* [ACTIVITY] The response must contain every line from the records below that has "then".

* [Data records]
.....

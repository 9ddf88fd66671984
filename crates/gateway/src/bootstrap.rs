//! Startup wiring: resolve credentials, build backend clients, and
//! assemble the shared [`AppState`].
//!
//! Credential resolution happens here and nowhere else. A missing
//! environment variable is fatal: the process refuses to accept input
//! rather than failing per-message later.

use std::sync::Arc;

use anyhow::Context;

use sd_backends::airtable::AirtableRecordStore;
use sd_backends::openai::OpenAiClient;
use sd_backends::webhook::WebhookNotifier;
use sd_domain::config::{resolve_env, Config, ConfigSeverity};
use sd_router::{Router, SessionStore};

use crate::state::AppState;

/// Build the full application state from a loaded configuration.
pub fn build_app_state(config: Arc<Config>) -> anyhow::Result<AppState> {
    // Error-severity issues never reach the backends or the chunker.
    let errors: Vec<String> = config
        .validate()
        .iter()
        .filter(|i| i.severity == ConfigSeverity::Error)
        .map(|i| i.to_string())
        .collect();
    if !errors.is_empty() {
        anyhow::bail!("invalid configuration: {}", errors.join("; "));
    }

    let completion_key = resolve_env(&config.completion.api_key_env)
        .context("completion backend credential")?;
    let records_key = resolve_env(&config.records.api_key_env)
        .context("record store credential")?;
    let webhook_url = resolve_env(&config.notify.webhook_url_env)
        .context("notification webhook URL")?;

    let openai = Arc::new(
        OpenAiClient::from_config(&config.completion, completion_key)
            .context("building completion client")?,
    );
    let records = Arc::new(
        AirtableRecordStore::from_config(&config.records, records_key)
            .context("building record store client")?,
    );
    let notifier = Arc::new(
        WebhookNotifier::from_config(&config.notify, webhook_url)
            .context("building webhook notifier")?,
    );

    // One client serves both completion and embedding roles.
    let router = Arc::new(Router::new(
        openai.clone(),
        openai,
        records,
        notifier,
        config.index.clone(),
        config.assistant.clone(),
    ));

    tracing::info!(
        model = %config.completion.model,
        embedding_model = %config.completion.embedding_model,
        "backends wired"
    );

    Ok(AppState {
        config,
        router,
        sessions: Arc::new(SessionStore::new()),
    })
}
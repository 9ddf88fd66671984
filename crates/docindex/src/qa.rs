//! Retrieval-augmented answering over a [`DocumentIndex`].

use sd_backends::{CompletionClient, EmbeddingClient};
use sd_domain::chat::Message;
use sd_domain::error::Result;

use crate::index::DocumentIndex;

/// Instruction prepended to every document-answering prompt. The model
/// must answer strictly from the retrieved excerpts.
const QA_SYSTEM_PROMPT: &str = "You are a customer support assistant. Answer the \
    question using only the provided document excerpts. If the excerpts do not \
    contain the answer, reply with exactly: NO_ANSWER";

/// Sentinel the model returns when the excerpts don't cover the question.
const NO_ANSWER_SENTINEL: &str = "NO_ANSWER";

/// Answer a question against the index.
///
/// Returns an empty string when no relevant content is found — either
/// because retrieval produced no chunks with positive similarity, or
/// because the model reported the excerpts don't cover the question.
/// The caller substitutes its user-facing fallback text.
pub async fn answer(
    index: &DocumentIndex,
    question: &str,
    top_k: usize,
    embedder: &dyn EmbeddingClient,
    completion: &dyn CompletionClient,
) -> Result<String> {
    let query_embedding = embedder.embed(&[question.to_string()]).await?;
    let query_embedding = match query_embedding.first() {
        Some(v) => v,
        None => return Ok(String::new()),
    };

    let excerpts = index.search(query_embedding, top_k);
    if excerpts.is_empty() {
        tracing::debug!(doc = %index.doc_name(), "no relevant chunks for question");
        return Ok(String::new());
    }

    let context = excerpts
        .iter()
        .enumerate()
        .map(|(i, chunk)| format!("[{}] {}", i + 1, chunk))
        .collect::<Vec<_>>()
        .join("\n\n");

    let messages = vec![
        Message::system(QA_SYSTEM_PROMPT),
        Message::user(format!(
            "Document excerpts:\n\n{context}\n\nQuestion: {question}"
        )),
    ];

    let reply = completion.complete(&messages).await?;
    let reply = reply.trim();

    if reply.is_empty() || reply == NO_ANSWER_SENTINEL {
        return Ok(String::new());
    }

    Ok(reply.to_string())
}
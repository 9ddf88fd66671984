pub mod chat;
pub mod config;
pub mod doctor;
pub mod run;

use clap::{Parser, Subcommand};

/// supportdesk — an AI customer-support assistant for the terminal.
#[derive(Debug, Parser)]
#[command(name = "supportdesk", version, about)]
pub struct Cli {
    #[command(subcommand)]
    pub command: Option<Command>,
}

#[derive(Debug, Subcommand)]
pub enum Command {
    /// Start the interactive chat session (default when no subcommand
    /// is given).
    Chat {
        /// Session key (defaults to "cli:chat").
        #[arg(long, default_value = "cli:chat")]
        session: String,
        /// Path to a text document to index before the first message.
        #[arg(long)]
        document: Option<String>,
    },
    /// Send a single message and print the reply.
    Run {
        /// The message to send.
        message: String,
        /// Session key (defaults to "cli:run").
        #[arg(long, default_value = "cli:run")]
        session: String,
    },
    /// Run diagnostic checks against the current configuration.
    Doctor,
    /// Configuration utilities.
    #[command(subcommand)]
    Config(ConfigCommand),
    /// Print version information.
    Version,
}

#[derive(Debug, Subcommand)]
pub enum ConfigCommand {
    /// Parse the config file and report any errors.
    Validate,
    /// Dump the resolved configuration (with defaults) as TOML.
    Show,
}

// ── Config loading helper ─────────────────────────────────────────────

/// Load the configuration from the path specified by `SUPPORTDESK_CONFIG`
/// (or `config.toml` by default). Returns the parsed config and the path
/// that was used.
///
/// Shared by every subcommand so the logic lives in one place.
pub fn load_config() -> anyhow::Result<(sd_domain::config::Config, String)> {
    let config_path =
        std::env::var("SUPPORTDESK_CONFIG").unwrap_or_else(|_| "config.toml".into());

    let config = if std::path::Path::new(&config_path).exists() {
        let raw = std::fs::read_to_string(&config_path)
            .map_err(|e| anyhow::anyhow!("reading {config_path}: {e}"))?;
        toml::from_str(&raw)
            .map_err(|e| anyhow::anyhow!("parsing {config_path}: {e}"))?
    } else {
        sd_domain::config::Config::default()
    };

    Ok((config, config_path))
}
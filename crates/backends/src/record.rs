use serde::{Deserialize, Serialize};

// ━━━━━━━━━━━━━━━━━━━━━━━━━━━━━━━━━━━━━━━━━━━━━━━━━━━━━━━━━━━━━━━━━━
// Customer record
// ━━━━━━━━━━━━━━━━━━━━━━━━━━━━━━━━━━━━━━━━━━━━━━━━━━━━━━━━━━━━━━━━━━

/// A customer record as returned by the record store.
///
/// Missing fields default to documented placeholders: name "N/A", plan
/// and last-order status "Unknown", open-ticket count 0.
#[derive(Debug, Clone, Serialize, Deserialize)]
pub struct CustomerRecord {
    #[serde(default = "d_na")]
    pub name: String,
    #[serde(default = "d_unknown")]
    pub plan: String,
    #[serde(default = "d_unknown")]
    pub last_order_status: String,
    #[serde(default)]
    pub open_ticket_count: u32,
}

impl Default for CustomerRecord {
    fn default() -> Self {
        Self {
            name: d_na(),
            plan: d_unknown(),
            last_order_status: d_unknown(),
            open_ticket_count: 0,
        }
    }
}

impl CustomerRecord {
    /// Render the formatted summary block shown to the user.
    pub fn summary(&self) -> String {
        format!(
            "Name: {}\nPlan: {}\nLast Order: {}\nOpen Tickets: {}",
            self.name, self.plan, self.last_order_status, self.open_ticket_count
        )
    }
}

fn d_na() -> String {
    "N/A".into()
}
fn d_unknown() -> String {
    "Unknown".into()
}
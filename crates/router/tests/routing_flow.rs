//! End-to-end routing and escalation tests with mocked backends.
//!
//! These cover the full classify → dispatch → compose cycle across
//! modules, without any network: escalation priority, the staged
//! collection round trip, the identity fast path, record lookups,
//! document Q&A, re-upload idempotence, and delivery-failure handling.

use std::sync::Arc;

use parking_lot::Mutex;

use sd_backends::{CompletionClient, CustomerRecord, EmbeddingClient, Notifier, RecordStore};
use sd_domain::chat::Message;
use sd_domain::config::{AssistantConfig, IndexConfig};
use sd_domain::error::{Error, Result};
use sd_router::engine::{DOC_FALLBACK, FAILURE_MARKER};
use sd_router::escalation::{DELIVERY_WARNING, NAME_PROMPT, NOTIFIED_REPLY};
use sd_router::{PendingStage, Router, Session};

// ━━━━━━━━━━━━━━━━━━━━━━━━━━━━━━━━━━━━━━━━━━━━━━━━━━━━━━━━━━━━━━━━━━
// Mock backends
// ━━━━━━━━━━━━━━━━━━━━━━━━━━━━━━━━━━━━━━━━━━━━━━━━━━━━━━━━━━━━━━━━━━

struct MockCompletion {
    reply: String,
}

#[async_trait::async_trait]
impl CompletionClient for MockCompletion {
    async fn complete(&self, _messages: &[Message]) -> Result<String> {
        Ok(self.reply.clone())
    }
}

struct MockEmbedder;

#[async_trait::async_trait]
impl EmbeddingClient for MockEmbedder {
    async fn embed(&self, texts: &[String]) -> Result<Vec<Vec<f32>>> {
        Ok(texts.iter().map(|_| vec![1.0, 0.0]).collect())
    }
}

struct MockRecords {
    record: Option<CustomerRecord>,
    fail: bool,
}

#[async_trait::async_trait]
impl RecordStore for MockRecords {
    async fn lookup(&self, _email: &str) -> Result<Option<CustomerRecord>> {
        if self.fail {
            return Err(Error::Lookup("record store unreachable".into()));
        }
        Ok(self.record.clone())
    }
}

#[derive(Default)]
struct MockNotifier {
    calls: Mutex<Vec<String>>,
    fail: bool,
}

#[async_trait::async_trait]
impl Notifier for MockNotifier {
    async fn notify(&self, text: &str) -> Result<()> {
        self.calls.lock().push(text.to_string());
        if self.fail {
            return Err(Error::Delivery("webhook HTTP 500".into()));
        }
        Ok(())
    }
}

// ━━━━━━━━━━━━━━━━━━━━━━━━━━━━━━━━━━━━━━━━━━━━━━━━━━━━━━━━━━━━━━━━━━
// Test harness
// ━━━━━━━━━━━━━━━━━━━━━━━━━━━━━━━━━━━━━━━━━━━━━━━━━━━━━━━━━━━━━━━━━━

struct Harness {
    router: Router,
    notifier: Arc<MockNotifier>,
}

fn harness(reply: &str, record: Option<CustomerRecord>, notify_fails: bool) -> Harness {
    let notifier = Arc::new(MockNotifier {
        calls: Mutex::new(Vec::new()),
        fail: notify_fails,
    });
    let router = Router::new(
        Arc::new(MockCompletion {
            reply: reply.to_string(),
        }),
        Arc::new(MockEmbedder),
        Arc::new(MockRecords {
            record,
            fail: false,
        }),
        notifier.clone(),
        IndexConfig::default(),
        AssistantConfig::default(),
    );
    Harness { router, notifier }
}

fn notification_count(h: &Harness) -> usize {
    h.notifier.calls.lock().len()
}

// ━━━━━━━━━━━━━━━━━━━━━━━━━━━━━━━━━━━━━━━━━━━━━━━━━━━━━━━━━━━━━━━━━━
// Escalation dialogue
// ━━━━━━━━━━━━━━━━━━━━━━━━━━━━━━━━━━━━━━━━━━━━━━━━━━━━━━━━━━━━━━━━━━

#[tokio::test]
async fn refund_request_prompts_for_name() {
    let h = harness("general reply", None, false);
    let mut session = Session::new("t");

    let reply = h.router.handle_message(&mut session, "I want a refund").await;

    assert_eq!(reply, NAME_PROMPT);
    assert_eq!(session.pending_stage, PendingStage::AwaitingName);
    assert_eq!(
        session.pending_escalation_message.as_deref(),
        Some("I want a refund")
    );
    assert_eq!(notification_count(&h), 0);
}

#[tokio::test]
async fn name_capture_prompts_for_email() {
    let h = harness("general reply", None, false);
    let mut session = Session::new("t");

    h.router.handle_message(&mut session, "I want a refund").await;
    let reply = h.router.handle_message(&mut session, "Jane Doe").await;

    assert_eq!(session.collected_name(), Some("Jane Doe"));
    assert_eq!(session.pending_stage, PendingStage::AwaitingEmail);
    assert!(reply.contains("Jane Doe"));
    assert!(reply.contains("email"));
    assert_eq!(notification_count(&h), 0);
}

#[tokio::test]
async fn full_round_trip_notifies_exactly_once() {
    let h = harness("general reply", None, false);
    let mut session = Session::new("t");

    h.router.handle_message(&mut session, "I want a refund").await;
    h.router.handle_message(&mut session, "Jane Doe").await;
    let reply = h
        .router
        .handle_message(&mut session, "jane@example.com")
        .await;

    assert_eq!(reply, NOTIFIED_REPLY);
    assert_eq!(session.pending_stage, PendingStage::None);
    assert!(session.pending_escalation_message.is_none());

    let calls = h.notifier.calls.lock();
    assert_eq!(calls.len(), 1);
    assert!(calls[0].contains("Jane Doe"));
    assert!(calls[0].contains("jane@example.com"));
    assert!(calls[0].contains("I want a refund"));
}

#[tokio::test]
async fn collected_identity_fast_paths_later_escalations() {
    let h = harness("general reply", None, false);
    let mut session = Session::new("t");

    // First escalation walks the full dialogue.
    h.router.handle_message(&mut session, "I want a refund").await;
    h.router.handle_message(&mut session, "Jane Doe").await;
    h.router.handle_message(&mut session, "jane@example.com").await;
    assert_eq!(notification_count(&h), 1);

    // A later escalation skips both collection stages.
    let reply = h
        .router
        .handle_message(&mut session, "cancel my subscription")
        .await;

    assert_eq!(reply, NOTIFIED_REPLY);
    assert_eq!(session.pending_stage, PendingStage::None);
    assert_eq!(notification_count(&h), 2);

    let calls = h.notifier.calls.lock();
    assert!(calls[1].contains("cancel my subscription"));
}

#[tokio::test]
async fn escalation_priority_is_absolute() {
    // An escalation keyword wins even when the same message carries an
    // email token and document-question wording.
    let h = harness("doc answer", None, false);
    let mut session = Session::new("t");
    h.router
        .index_document(&mut session, "manual.txt", "how to reset your password")
        .await
        .unwrap();

    let reply = h
        .router
        .handle_message(
            &mut session,
            "according to the manual I want a refund, reach me at jane@example.com",
        )
        .await;

    assert_eq!(reply, NAME_PROMPT);
    assert_eq!(session.pending_stage, PendingStage::AwaitingName);
}

#[tokio::test]
async fn collection_input_is_never_reclassified() {
    let h = harness("general reply", None, false);
    let mut session = Session::new("t");

    h.router.handle_message(&mut session, "I want a refund").await;
    // A "name" full of trigger words is still consumed as the name.
    let reply = h
        .router
        .handle_message(&mut session, "Refund Agent Human")
        .await;

    assert_eq!(session.collected_name(), Some("Refund Agent Human"));
    assert_eq!(session.pending_stage, PendingStage::AwaitingEmail);
    assert!(reply.contains("email"));
    assert_eq!(notification_count(&h), 0);
}

#[tokio::test]
async fn delivery_failure_warns_and_keeps_pending_message() {
    let h = harness("general reply", None, true);
    let mut session = Session::new("t");

    h.router.handle_message(&mut session, "I want a refund").await;
    h.router.handle_message(&mut session, "Jane Doe").await;
    let reply = h
        .router
        .handle_message(&mut session, "jane@example.com")
        .await;

    // The user still sees the confirmation plus a warning suffix.
    assert!(reply.starts_with(NOTIFIED_REPLY));
    assert!(reply.contains(DELIVERY_WARNING));
    assert_eq!(session.pending_stage, PendingStage::None);

    // Collected details are retained for retry or operator follow-up.
    assert!(session.pending_escalation_message.is_some());
    assert_eq!(session.collected_name(), Some("Jane Doe"));
    assert_eq!(session.collected_email(), Some("jane@example.com"));
}

#[tokio::test]
async fn non_email_contact_input_is_acknowledged() {
    let h = harness("general reply", None, false);
    let mut session = Session::new("t");

    h.router.handle_message(&mut session, "I want a refund").await;
    h.router.handle_message(&mut session, "Jane Doe").await;
    let reply = h.router.handle_message(&mut session, "call me maybe").await;

    // Accepted as free text, but the odd shape is acknowledged.
    assert_eq!(session.collected_email(), Some("call me maybe"));
    assert!(reply.starts_with(NOTIFIED_REPLY));
    assert!(reply.contains("recorded it as given"));
    assert_eq!(notification_count(&h), 1);
}

// ━━━━━━━━━━━━━━━━━━━━━━━━━━━━━━━━━━━━━━━━━━━━━━━━━━━━━━━━━━━━━━━━━━
// Record lookup
// ━━━━━━━━━━━━━━━━━━━━━━━━━━━━━━━━━━━━━━━━━━━━━━━━━━━━━━━━━━━━━━━━━━

#[tokio::test]
async fn unregistered_email_gets_registration_link() {
    let h = harness("general reply", None, false);
    let mut session = Session::new("t");

    let reply = h
        .router
        .handle_message(&mut session, "my email is jane@example.com")
        .await;

    assert!(reply.contains("not registered"));
    assert!(reply.contains("https://example.com/register"));
}

#[tokio::test]
async fn registered_email_gets_record_summary() {
    let record = CustomerRecord {
        name: "Jane Doe".into(),
        plan: "Pro".into(),
        last_order_status: "Shipped".into(),
        open_ticket_count: 2,
    };
    let h = harness("general reply", Some(record), false);
    let mut session = Session::new("t");

    let reply = h
        .router
        .handle_message(&mut session, "my email is jane@example.com")
        .await;

    assert!(reply.contains("Name: Jane Doe"));
    assert!(reply.contains("Plan: Pro"));
    assert!(reply.contains("Last Order: Shipped"));
    assert!(reply.contains("Open Tickets: 2"));
}

#[tokio::test]
async fn record_store_failure_is_rendered_not_raised() {
    let notifier = Arc::new(MockNotifier::default());
    let router = Router::new(
        Arc::new(MockCompletion {
            reply: "general reply".into(),
        }),
        Arc::new(MockEmbedder),
        Arc::new(MockRecords {
            record: None,
            fail: true,
        }),
        notifier,
        IndexConfig::default(),
        AssistantConfig::default(),
    );
    let mut session = Session::new("t");

    let reply = router
        .handle_message(&mut session, "my email is jane@example.com")
        .await;

    assert!(reply.starts_with(FAILURE_MARKER));
    assert!(reply.contains("record store unreachable"));
    // The session survives; the next message is processed normally.
    let reply = router.handle_message(&mut session, "hello").await;
    assert_eq!(reply, "general reply");
}

// ━━━━━━━━━━━━━━━━━━━━━━━━━━━━━━━━━━━━━━━━━━━━━━━━━━━━━━━━━━━━━━━━━━
// Document Q&A and the reply composer
// ━━━━━━━━━━━━━━━━━━━━━━━━━━━━━━━━━━━━━━━━━━━━━━━━━━━━━━━━━━━━━━━━━━

#[tokio::test]
async fn doc_question_returns_answer_verbatim() {
    let h = harness("Open settings, then choose Reset.", None, false);
    let mut session = Session::new("t");
    h.router
        .index_document(&mut session, "manual.txt", "reset steps live in settings")
        .await
        .unwrap();

    let reply = h
        .router
        .handle_message(
            &mut session,
            "according to the manual, how do I reset my password?",
        )
        .await;

    assert_eq!(reply, "Open settings, then choose Reset.");
}

#[tokio::test]
async fn doc_question_without_answer_falls_back() {
    // The model reports the excerpts don't cover the question.
    let h = harness("NO_ANSWER", None, false);
    let mut session = Session::new("t");
    h.router
        .index_document(&mut session, "manual.txt", "shipping policy text")
        .await
        .unwrap();

    let reply = h
        .router
        .handle_message(&mut session, "how to fly to the moon, per the guide?")
        .await;

    assert_eq!(reply, DOC_FALLBACK);
}

#[tokio::test]
async fn general_reply_is_supplemented_with_docs_section() {
    let h = harness("Happy to help!", None, false);
    let mut session = Session::new("t");
    h.router
        .index_document(&mut session, "manual.txt", "greeting etiquette")
        .await
        .unwrap();

    // No doc keyword, no email, no escalation: the general route, but a
    // document index exists so the doc answer is appended, not substituted.
    let reply = h.router.handle_message(&mut session, "hello there").await;

    assert!(reply.starts_with("Happy to help!"));
    assert!(reply.contains("From Docs:"));
}

#[tokio::test]
async fn general_without_index_has_no_docs_section() {
    let h = harness("Happy to help!", None, false);
    let mut session = Session::new("t");

    let reply = h.router.handle_message(&mut session, "hello there").await;

    assert_eq!(reply, "Happy to help!");
}

// ━━━━━━━━━━━━━━━━━━━━━━━━━━━━━━━━━━━━━━━━━━━━━━━━━━━━━━━━━━━━━━━━━━
// Ingestion
// ━━━━━━━━━━━━━━━━━━━━━━━━━━━━━━━━━━━━━━━━━━━━━━━━━━━━━━━━━━━━━━━━━━

#[tokio::test]
async fn reupload_replaces_the_active_index() {
    let h = harness("answer", None, false);
    let mut session = Session::new("t");

    h.router
        .index_document(&mut session, "first.txt", "first document body")
        .await
        .unwrap();
    h.router
        .index_document(&mut session, "second.txt", "second document body")
        .await
        .unwrap();

    let index = session.document_index.as_ref().unwrap();
    assert_eq!(index.doc_name(), "second.txt");
}

#[tokio::test]
async fn failed_ingestion_keeps_previous_index() {
    let h = harness("answer", None, false);
    let mut session = Session::new("t");

    h.router
        .index_document(&mut session, "first.txt", "first document body")
        .await
        .unwrap();

    // An empty upload fails to ingest and must not disturb the index.
    let err = h
        .router
        .index_document(&mut session, "broken.txt", "   ")
        .await
        .unwrap_err();
    assert!(matches!(err, Error::Ingestion(_)));

    let index = session.document_index.as_ref().unwrap();
    assert_eq!(index.doc_name(), "first.txt");
}

// ━━━━━━━━━━━━━━━━━━━━━━━━━━━━━━━━━━━━━━━━━━━━━━━━━━━━━━━━━━━━━━━━━━
// Boundaries
// ━━━━━━━━━━━━━━━━━━━━━━━━━━━━━━━━━━━━━━━━━━━━━━━━━━━━━━━━━━━━━━━━━━

#[tokio::test]
async fn empty_message_is_ignored_without_backend_calls() {
    let h = harness("general reply", None, false);
    let mut session = Session::new("t");

    let reply = h.router.handle_message(&mut session, "   ").await;

    assert!(reply.is_empty());
    assert!(session.history.is_empty());
    assert_eq!(notification_count(&h), 0);
}

#[tokio::test]
async fn transcript_records_both_speakers_in_order() {
    let h = harness("general reply", None, false);
    let mut session = Session::new("t");

    h.router.handle_message(&mut session, "hello").await;
    h.router.handle_message(&mut session, "thanks").await;

    let texts: Vec<&str> = session.history.iter().map(|t| t.text.as_str()).collect();
    assert_eq!(texts, vec!["hello", "general reply", "thanks", "general reply"]);
}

.....

* [EXERCISE ANSWER]
    let h = harness("Open settings, then choose Reset.", None, false);
    assert_eq!(reply, "Open settings, then choose Reset.");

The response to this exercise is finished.